┌─ RECORDS TO PROCESS
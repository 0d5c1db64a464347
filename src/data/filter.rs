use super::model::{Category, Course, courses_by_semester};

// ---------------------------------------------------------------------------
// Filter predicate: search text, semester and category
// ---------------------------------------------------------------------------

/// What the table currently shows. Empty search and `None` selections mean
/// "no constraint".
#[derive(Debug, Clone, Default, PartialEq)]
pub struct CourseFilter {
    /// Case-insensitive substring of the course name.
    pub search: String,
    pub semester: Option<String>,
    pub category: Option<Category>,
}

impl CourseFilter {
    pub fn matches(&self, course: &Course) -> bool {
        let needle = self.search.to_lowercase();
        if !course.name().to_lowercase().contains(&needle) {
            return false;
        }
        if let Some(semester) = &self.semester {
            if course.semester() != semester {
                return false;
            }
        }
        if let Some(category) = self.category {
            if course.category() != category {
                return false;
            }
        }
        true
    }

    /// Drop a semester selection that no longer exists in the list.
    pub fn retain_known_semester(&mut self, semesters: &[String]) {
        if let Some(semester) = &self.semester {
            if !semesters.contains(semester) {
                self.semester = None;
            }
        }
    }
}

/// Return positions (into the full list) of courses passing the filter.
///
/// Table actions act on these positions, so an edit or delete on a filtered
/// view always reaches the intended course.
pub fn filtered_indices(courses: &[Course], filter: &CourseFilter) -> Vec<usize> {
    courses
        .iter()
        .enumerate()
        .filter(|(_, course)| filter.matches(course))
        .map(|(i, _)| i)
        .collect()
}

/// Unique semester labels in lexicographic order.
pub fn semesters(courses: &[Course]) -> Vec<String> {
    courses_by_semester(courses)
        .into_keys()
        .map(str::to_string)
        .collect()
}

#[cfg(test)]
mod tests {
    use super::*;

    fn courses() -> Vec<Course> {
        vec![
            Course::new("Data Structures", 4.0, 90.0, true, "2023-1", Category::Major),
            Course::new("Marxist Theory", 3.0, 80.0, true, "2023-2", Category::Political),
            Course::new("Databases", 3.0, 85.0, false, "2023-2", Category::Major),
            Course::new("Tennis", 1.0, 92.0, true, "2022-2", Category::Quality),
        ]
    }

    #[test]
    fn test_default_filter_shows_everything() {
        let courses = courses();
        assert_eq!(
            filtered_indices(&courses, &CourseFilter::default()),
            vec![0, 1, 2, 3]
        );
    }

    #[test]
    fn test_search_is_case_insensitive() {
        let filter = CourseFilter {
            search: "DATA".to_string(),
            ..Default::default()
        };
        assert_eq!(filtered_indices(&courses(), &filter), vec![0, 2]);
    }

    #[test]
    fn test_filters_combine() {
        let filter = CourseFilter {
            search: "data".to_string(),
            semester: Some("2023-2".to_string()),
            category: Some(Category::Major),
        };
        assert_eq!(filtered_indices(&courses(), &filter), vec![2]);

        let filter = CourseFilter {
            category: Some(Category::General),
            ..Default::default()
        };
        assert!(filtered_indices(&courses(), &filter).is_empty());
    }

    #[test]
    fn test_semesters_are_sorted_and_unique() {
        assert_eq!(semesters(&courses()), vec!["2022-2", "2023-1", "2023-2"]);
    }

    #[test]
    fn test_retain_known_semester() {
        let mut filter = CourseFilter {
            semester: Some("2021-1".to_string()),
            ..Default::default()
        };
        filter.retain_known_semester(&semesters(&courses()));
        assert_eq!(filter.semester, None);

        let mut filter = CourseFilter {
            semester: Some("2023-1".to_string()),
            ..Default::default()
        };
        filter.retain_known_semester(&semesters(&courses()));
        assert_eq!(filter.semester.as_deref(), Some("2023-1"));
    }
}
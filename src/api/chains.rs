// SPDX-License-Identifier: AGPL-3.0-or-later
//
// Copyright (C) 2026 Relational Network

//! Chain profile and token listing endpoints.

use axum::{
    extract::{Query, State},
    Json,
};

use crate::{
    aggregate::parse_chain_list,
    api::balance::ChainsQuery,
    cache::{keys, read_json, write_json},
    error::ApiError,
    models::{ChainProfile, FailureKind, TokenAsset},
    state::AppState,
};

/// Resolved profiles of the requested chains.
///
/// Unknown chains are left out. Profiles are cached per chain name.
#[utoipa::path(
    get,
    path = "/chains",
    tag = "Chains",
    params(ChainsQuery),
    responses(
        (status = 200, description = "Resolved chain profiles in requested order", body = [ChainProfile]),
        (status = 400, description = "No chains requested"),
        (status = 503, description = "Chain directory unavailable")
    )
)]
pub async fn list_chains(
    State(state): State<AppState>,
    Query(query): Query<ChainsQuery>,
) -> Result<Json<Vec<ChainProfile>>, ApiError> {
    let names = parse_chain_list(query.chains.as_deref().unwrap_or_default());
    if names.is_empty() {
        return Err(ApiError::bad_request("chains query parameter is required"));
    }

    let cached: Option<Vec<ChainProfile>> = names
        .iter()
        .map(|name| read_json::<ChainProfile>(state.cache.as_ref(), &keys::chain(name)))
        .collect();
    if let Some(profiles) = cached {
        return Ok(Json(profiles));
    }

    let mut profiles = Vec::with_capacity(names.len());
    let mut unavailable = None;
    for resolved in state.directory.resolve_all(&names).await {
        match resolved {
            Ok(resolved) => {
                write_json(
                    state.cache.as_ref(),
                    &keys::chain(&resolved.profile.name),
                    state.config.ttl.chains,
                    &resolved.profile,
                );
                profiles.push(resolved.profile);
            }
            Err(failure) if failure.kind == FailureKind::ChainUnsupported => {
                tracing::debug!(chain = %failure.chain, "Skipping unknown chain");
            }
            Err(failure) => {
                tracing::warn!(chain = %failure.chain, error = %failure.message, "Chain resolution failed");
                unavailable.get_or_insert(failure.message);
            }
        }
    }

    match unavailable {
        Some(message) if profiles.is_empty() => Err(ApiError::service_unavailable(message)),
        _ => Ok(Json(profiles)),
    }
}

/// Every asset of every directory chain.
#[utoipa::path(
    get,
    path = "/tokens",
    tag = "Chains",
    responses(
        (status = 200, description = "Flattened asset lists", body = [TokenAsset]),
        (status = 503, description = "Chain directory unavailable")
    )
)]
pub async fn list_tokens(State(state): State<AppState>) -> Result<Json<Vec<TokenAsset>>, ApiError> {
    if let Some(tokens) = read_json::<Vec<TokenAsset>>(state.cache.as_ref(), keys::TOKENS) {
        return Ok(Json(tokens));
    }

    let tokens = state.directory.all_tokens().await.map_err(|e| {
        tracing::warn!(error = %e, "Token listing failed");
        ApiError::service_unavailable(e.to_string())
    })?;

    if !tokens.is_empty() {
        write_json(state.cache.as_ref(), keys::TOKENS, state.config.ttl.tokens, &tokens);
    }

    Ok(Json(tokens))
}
└─
**WHAT TO WORK ON:** Check each line above for "None" and return the ones that have it.

**TASK RESPONSE:**
/// What the table currently shows. Empty search and `None` selections mean
                self.semester = None;
        assert_eq!(filter.semester, None);
    let mut unavailable = None;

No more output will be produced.